体に暖かい風が当たったのに気がついたグレイは再び目を開ける。目を開けた先は先ほどまでいた講堂ではなく、どこか森の中だった。
「転移か……」
「綺麗な場所ですね」
聞き覚えのある声を聞き、横を見てみるとそこにはフィオナが立っていた。どうやら二人一組のペアはフィオナになったようだ。ホッとする気持ちと共に急がなければいけないという気持ちが芽生えた。
「じゃあ早速魔物を倒しに行こうか」
この広い森の中で魔物をしらみ潰しに探すのはナンセンスだ。だから、グレイは魔力を薄くして超音波のようにして辺りに広げていった。魔物や何かが遮蔽物に当たるとグレイの出した魔力は跳ね返ってきて何がいるか分かるという仕組みだ。現世でいう超音波計といったところだろうか。この世界風にいうと魔力探知と名付けたいところだな。これもまたグレイが創り出した魔法の一つである。
「フィオナは東の方向に、俺は南側に行くから後でここで合流しよう」
「分かりました」
グレイは短く会話を交わすとフィオナと別れて南側に走った。森自体はかなり広く感じられたが魔物の数は思っているよりも少ない。おそらくこの試験の魔物を倒す、というのは最初のうちはどこを歩いていても会うことはできるだろう。でも結局は早い者勝ちという事になるはずだ。
「見つけたっ!」
そこにいたのは魔力探知で見た通りの少し大きめな狼のような魔物だった。すかさずグレイは魔物に対して魔法を撃ち込んだ。
「
ドンと鋭い音がして魔物は地面に倒れる。数秒後、魔物の死体は地面に液体となって沈んでいった。その場に残ったのは青く光り輝く石だった。
「これは……魔封石か?」
魔封石とは魔力を封印した石でこれを使えば魔法を撃つことは勿論、色々な範囲で使うことが出来る。
「何でこんなものがここにあるんだ?」
グレイは魔封石と睨めっこをしていたら後ろからフィオナが声をかけて来た。
「どうしたんです?」
「いや、魔物を倒したらこれが出たんだよ」
「こんなものが? 私は出ませんでしたね」
「じゃあどう言うことなんだ……?」
「私はもう行きますね。次々倒していかないといけないので」
フィオナは再び森の中へと走っていってしまった。グレイも魔封石をポケットにしまい森の中へと入っていった。
「これでようやく十体目か」
試験が開始してからもう六時間は経っただろう。グレイは森の中を魔力探知で魔物を探して、見つけては倒しを繰り返していた。そろそろ陽も落ちる頃で辺りは夕暮れに照らされてオレンジ色に光っていた。グレイはフィオナと合流すべく最初の位置に戻り始めた。
「あっ、兄さん! どうでした?」
「こっちは十体だけだったよ。フィオナは?」
「私は九体ですね」
あと一体見つかればエクストラステージには行けるのにな、と思う。でもその一体がいくら探しても見つからない。不意にポケットから取り出した魔封石を空にかざしてみた。すると半透明な魔封石の中に何かの模様が埋め込まれていたのに気づく。
「セツシート大学の校章ですかね?」
「そうだな……」
「魔物は大学側が操っているということでしょうか?」
フィオナは不意にそう喋った。彼女の言葉にグレイは顔をしかめて言う。
「どういうことなんだ?」
「魔封石は何かを操る事にも使われるんですよ」
それはグレイの知らない情報だ。勉強不足というやつなのだろう。この実技試験で、フィオナがいなかったらグレイは手に持っている魔封石の意味が一生分からなかっただろう。

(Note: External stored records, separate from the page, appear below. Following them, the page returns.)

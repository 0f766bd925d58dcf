use std::path::Path;

use crate::dictionary::{self, DictionaryKind};
use crate::errors::PipelineError;
use crate::types::Token;

/// Stopword list applied to listing bodies after phrase extraction.
#[derive(Clone, Debug, Default)]
pub struct StopwordDictionary {
    words: Vec<Token>,
}

impl StopwordDictionary {
    /// Load one stopword per line from `path` (trimmed, blank lines skipped).
    pub fn load(path: impl AsRef<Path>) -> Result<Self, PipelineError> {
        let words = dictionary::load_terms(path.as_ref(), DictionaryKind::Stopwords)?;
        Ok(Self { words })
    }

    /// Build a dictionary from in-memory words, keeping their order.
    pub fn from_words<I, S>(words: I) -> Self
    where
        I: IntoIterator<Item = S>,
        S: Into<Token>,
    {
        Self {
            words: words.into_iter().map(Into::into).collect(),
        }
    }

    /// Number of stopwords in the dictionary.
    pub fn len(&self) -> usize {
        self.words.len()
    }

    /// Whether the dictionary holds no words.
    pub fn is_empty(&self) -> bool {
        self.words.is_empty()
    }

    /// Remove every whitespace-bounded occurrence of each stopword.
    ///
    /// The text is padded with one space per side so words at the start and
    /// end carry the same boundary as interior words. Each removal leaves a
    /// single space behind, which doubles as the boundary for an immediately
    /// following stopword, so runs of consecutive stopwords all go.
    /// Occurrences embedded in longer words are kept. The result may hold
    /// irregular spacing; callers collapse it afterwards.
    pub fn remove(&self, text: &str) -> String {
        let mut remaining = format!(" {text} ");
        for word in &self.words {
            let needle = format!(" {word} ");
            while let Some(at) = remaining.find(&needle) {
                remaining.replace_range(at..at + needle.len(), " ");
            }
        }
        remaining
    }
}

#[cfg(test)]
mod tests {
    use super::*;
    use crate::normalize::collapse_whitespace;

    #[test]
    fn remove_drops_words_at_the_edges() {
        let stopwords = StopwordDictionary::from_words(["the", "a"]);
        let cleaned = collapse_whitespace(stopwords.remove("the cat sat on a mat"));
        assert_eq!(cleaned, "cat sat on mat");
    }

    #[test]
    fn remove_keeps_embedded_occurrences() {
        let stopwords = StopwordDictionary::from_words(["the"]);
        let cleaned = collapse_whitespace(stopwords.remove("the theater by the lathe"));
        assert_eq!(cleaned, "theater by lathe");
    }

    #[test]
    fn remove_clears_consecutive_stopwords() {
        let stopwords = StopwordDictionary::from_words(["is", "a"]);
        let cleaned = collapse_whitespace(stopwords.remove("this is a is a camper"));
        assert_eq!(cleaned, "this camper");
    }

    #[test]
    fn remove_handles_stopword_only_text() {
        let stopwords = StopwordDictionary::from_words(["the", "a"]);
        let cleaned = collapse_whitespace(stopwords.remove("the a the"));
        assert_eq!(cleaned, "");
    }

    #[test]
    fn empty_dictionary_changes_nothing() {
        let stopwords = StopwordDictionary::default();
        let cleaned = collapse_whitespace(stopwords.remove("left as is"));
        assert_eq!(cleaned, "left as is");
    }
}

「でもその場合、術者はかなり近くにいないと発動できないんです」
「術者なんていなかったけどな」
「それが問題なんです」
魔力探知をずっと使っていたが近くにそんな術者はいない。じゃあ、どこから操っているというのだろうか。
「もしかして……」
「どうしたんですか、兄さん」
欠けていたパズルのピースがかっちりとはまったかのように全てが解けた気がした。すぐにグレイの思ったことを事実に変えるべく魔法を撃つ。ただし、空にだ。
「
「兄さん、何してるんですっ⁉︎」
急に空に向かって魔法を撃ったグレイを見てフィオナは叫んだ。だがグレイはフィオナのそんな叫びを無視して、空に真っ直ぐ伸びる火炎球をじっと見ていた。
「やっぱり……」
「さっきので何かわかったんですか?」
「俺たちが馬車の時のように小さくなっていたらどうだ?」
セツシート大学の近くにはこんなにも広大な森はなかった。魔獣は魔封石のない野生のものもいたから怪我をした場合はすぐに助けに行ける必要がある。ならば常に何処かで監視をしておかなければいけない。そうするとグレイたちが馬車の時のように小さくなっていると言う理論も通るはずだ。

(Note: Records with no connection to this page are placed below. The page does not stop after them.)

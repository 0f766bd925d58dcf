use std::collections::HashSet;
use std::path::Path;

use tracing::info;

use crate::constants::arff::{
    CLASS_ATTRIBUTE, CLASS_LABELS, PRICE_ATTRIBUTE, RELATION, TERM_ABSENT, TERM_PRESENT,
};
use crate::errors::PipelineError;
use crate::output::write_atomic;
use crate::record::ListingRecord;
use crate::vocab::VocabularyRanking;

/// Write the ARFF feature matrix: a REAL price attribute, one binary
/// presence attribute per selected term, and the nominal class attribute.
///
/// `limit` is clamped to the vocabulary size, so the header never declares a
/// term column the rows do not carry. Presence is exact string equality
/// against the record's phrases and tokens. The price cell passes through
/// unchanged; `?` doubles as ARFF's missing-value marker. Returns the number
/// of term attributes written.
pub fn write_arff(
    path: impl AsRef<Path>,
    ranking: &VocabularyRanking,
    records: &[ListingRecord],
    limit: usize,
) -> Result<usize, PipelineError> {
    let path = path.as_ref();
    let terms: Vec<&str> = ranking
        .top(limit)
        .iter()
        .map(|entry| entry.term.as_str())
        .collect();

    let mut body = String::new();
    body.push_str(&format!("@RELATION {RELATION}\n\n"));
    body.push_str(&format!("@ATTRIBUTE {PRICE_ATTRIBUTE} REAL\n"));
    for term in &terms {
        body.push_str(&format!(
            "@ATTRIBUTE {term} {{ {TERM_ABSENT}, {TERM_PRESENT} }}\n"
        ));
    }
    body.push_str(&format!(
        "@ATTRIBUTE {CLASS_ATTRIBUTE} {{ {} }}\n",
        CLASS_LABELS.join(", ")
    ));
    body.push_str("\n@DATA\n");

    for record in records {
        let present: HashSet<&str> = record
            .ngrams
            .iter()
            .chain(record.tokens.iter())
            .map(String::as_str)
            .collect();
        body.push_str(&record.price);
        for term in &terms {
            body.push(',');
            body.push_str(if present.contains(term) {
                TERM_PRESENT
            } else {
                TERM_ABSENT
            });
        }
        body.push(',');
        body.push_str(&record.classification);
        body.push('\n');
    }

    write_atomic(path, &body)?;
    info!(
        path = %path.display(),
        attributes = terms.len() + 2,
        rows = records.len(),
        "wrote feature matrix"
    );
    Ok(terms.len())
}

「なるほど、確かにそうですね。馬車の男の人が門外不出と言っていたのもそう言う事ですか」
「じゃあエクストラステージに進むには外部で俺たちを監視している人たちに勝つのが条件か」
「今日はもう暗いし続きは明日にしましょうか」
グレイはそう提案して来たフィオナの言葉に頷いく。寝床は自分たちで作れと言う指示だったためいい感じの場所をグレイたちは探した。
「ここの洞穴でいいんじゃないですか?」
森を歩いていると崖の中にある洞穴を発見したフィオナが指差して言った。
「確かにな」
グレイもその洞穴を見て一日暮らせそうな大きさだったため快く許可した。洞穴の中に入ると大学側から支給された結界札を壁に貼る。結界札を張った瞬間、洞穴の入り口が完全に遮断された。それを見て新鮮そうな表情を浮かべてフィオナがこう言った。
「これはすごい」
一度外に出た外観を確認してみる。外から見るてみれば岩と同化していて洞穴があるとは分からないだろう。
「こんな技術をたくさんの人に見せてもいいのか?」
自然と頭の中に浮かんだ疑問が口から出てしまった。まあ受験生に使わすということはそれほど問題ないということだろう。
「これを今夜の夕食にしようか」
「そうですね」
グレイは大学側からの提供物である夕食を魔力空間から取り出した。大学から支給された夕食というのは弁当箱のようなもので魔力を少し流すと内容物が暖かくなるというものだ。電車などで食べる駅弁と類似している。
「「いただきます」」
二人で手を合わせて弁当を口にほうばる。これでようやく長かった怒涛の一日目は終わりを告げた。